Yahoo is no more, but what's that mean for my Yahoo Fantasy Sports?

So Yahoo, the company, has bitten the dust.

Verizon now officially owns the one-time Web portal, paying $4.48 billion, and 
is merging Yahoo with AOL to create a new entity called Oath, which resides 
within Verizon's media and telematics group.

But what does that mean to the 1 billion or so users of popular features such 
as Yahoo Mail, Yahoo Finance and Tumblr? For now, thankfully, not much.

Users of Yahoo and AOL brands can find clickable links to all their favorite 
destinations on the Oath home page. But the traditional paths to Yahoo Mail, 
Yahoo Finance, Tumblr and AOL.com still work as they always have.

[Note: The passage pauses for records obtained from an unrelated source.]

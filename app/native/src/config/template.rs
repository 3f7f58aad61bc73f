//! Configuration template generation.
//!
//! Generates a commented configuration template with all available options.

use std::fs;
use std::path::Path;

/// Generates a configuration template with all options commented out.
///
/// This creates a JSONC file with documentation for every available
/// configuration option, showing the default values.
#[must_use]
pub fn generate_config_template() -> String {
    r#"// Wingman Configuration File
// ==========================
// This file uses JSONC format (JSON with comments).
// All options below are commented out and show their default values.
// Uncomment and modify the options you want to configure.

{
  // ============================================================================
  // Tiling
  // ============================================================================
  // "tiling": {
  //   // Tile windows. When false only opacity and decoration actions work.
  //   "enabled": true,
  //
  //   // Pixels between tiles and around the edges of the screen
  //   "margin": 16,
  //
  //   // Minimum tile width in pixels
  //   "minWindowWidth": 480,
  //
  //   // Maximum number of windows tiled on one monitor
  //   "maxWindowsPerGroup": 4,
  //
  //   // Opacity change per increase/decrease action (0-255 scale)
  //   "opacityStep": 5,
  //
  //   // Opacity applied when a decoration is toggled on
  //   "defaultBlurOpacity": 225,
  //
  //   // Let focus navigation continue onto neighbouring monitors
  //   "overlappingFocusShift": true,
  //
  //   // Exact window titles that are never tiled
  //   "ignoreTitles": [
  //     "Snipping Tool Overlay",
  //     "Recording toolbar",
  //     "Calculator",
  //     "Mechvibes",
  //     "Delete File"
  //   ],
  //
  //   // Regular expressions matched against window titles
  //   "ignoreTitlePatterns": [],
  //
  //   // Ignore dialogs and other windows owned by another window
  //   "ignoreChildren": true,
  //
  //   // How often windows are checked for changes, in milliseconds
  //   "pollIntervalMs": 100
  // },

  // ============================================================================
  // Hotkeys
  // ============================================================================
  // Map chords to actions. Providing this map replaces the default table.
  // Run `wingman actions` to list every action.
  // "keybindings": {
  //   "Win+Left": "shift-left",
  //   "Win+Right": "shift-right",
  //   "Win+Up": "maximize",
  //   "Win+Down": "unmaximize",
  //   "Win+Alt+Left": "resize-left",
  //   "Win+Alt+Right": "resize-right",
  //   "Win+Shift+Left": "focus-left",
  //   "Win+Shift+Right": "focus-right",
  //   "Ctrl+Shift+WheelUp": "increase-opacity",
  //   "Ctrl+Shift+WheelDown": "decrease-opacity",
  //   "Win+Shift+B": "toggle-blur",
  //   "Win+Shift+Up": "suppress",
  //   "Win+Shift+Down": "suppress"
  // }
}
"#
    .to_string()
}

/// Creates a configuration file with the template at the specified path.
///
/// Creates parent directories if they don't exist.
///
/// # Errors
///
/// Returns an error if the file cannot be written.
pub fn create_config_file(path: &Path) -> Result<(), std::io::Error> {
    if let Some(parent) = path.parent() {
        fs::create_dir_all(parent)?;
    }

    fs::write(path, generate_config_template())
}

#[cfg(test)]
mod tests {
    use super::*;
    use crate::config::{WingmanConfig, parse_config};

    #[test]
    fn test_template_parses_to_defaults() {
        let template = generate_config_template();
        let config = parse_config(template.as_bytes()).unwrap();
        assert_eq!(config, WingmanConfig::default());
    }

    #[test]
    fn test_template_contains_all_sections() {
        let template = generate_config_template();
        assert!(template.contains("\"tiling\""));
        assert!(template.contains("\"keybindings\""));
        assert!(template.contains("pollIntervalMs"));
    }

    #[test]
    fn test_create_config_file_creates_parents() {
        let dir = tempfile::tempdir().unwrap();
        let path = dir.path().join("nested").join("config.json");

        create_config_file(&path).unwrap();
        assert_eq!(std::fs::read_to_string(&path).unwrap(), generate_config_template());
    }
}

Some questions Yahoo users might have:

Q: Will the email address on my longtime Yahoo Mail account change?

A: Not as of now. Oath CEO Tim Armstrong, the former CEO of AOL, said recently 
the Yahoo brands -- including Yahoo Mail -- are not going away. If you haven't 
logged in lately, Yahoo has asked users to change their passwords in the wake 
of separate hacks impacting impacted more than 500 million and 1 billion 
accounts.

Q. What about Yahoo Fantasy Sports?

A. Those games won't be rebranded as "Oath Fantasy Baseball" as of now. Yahoo 
Sports properties are very popular and are not expected to disappear.

Q. Might any other Oath brands change into something else?

A: Armstrong has described Oath as a B2B entity, an umbrella brand over the 
names you are already familiar with -- services such as Tumblr and Flickr and 
outlets such as HuffPost, Engadget and TechCrunch.

Overall, about 1.3 billion consumers use the company's collection of 50-plus 
brands, making them some of the most powerful online destinations.

For now, those long-loved brands such as Yahoo Finance and Flickr -- and AOL 
Mail -- remain. AOL and Yahoo, the corporate brands "go away" to be replaced by 
Oath under Verizon, says Caroline Campbell, senior vice president for brands 
and communications at AOL.

"No properties are going away from either company -- and we will invest in 
them," she said.

But Oath, itself, "is not a consumer brand," Armstrong told CNBC two months 
ago. "Over time, if there is brands we can create around Oath we will think 
about that, but the most important brands we have are things like Yahoo 
Finance, Yahoo Sports, Tumblr and Huffington Post."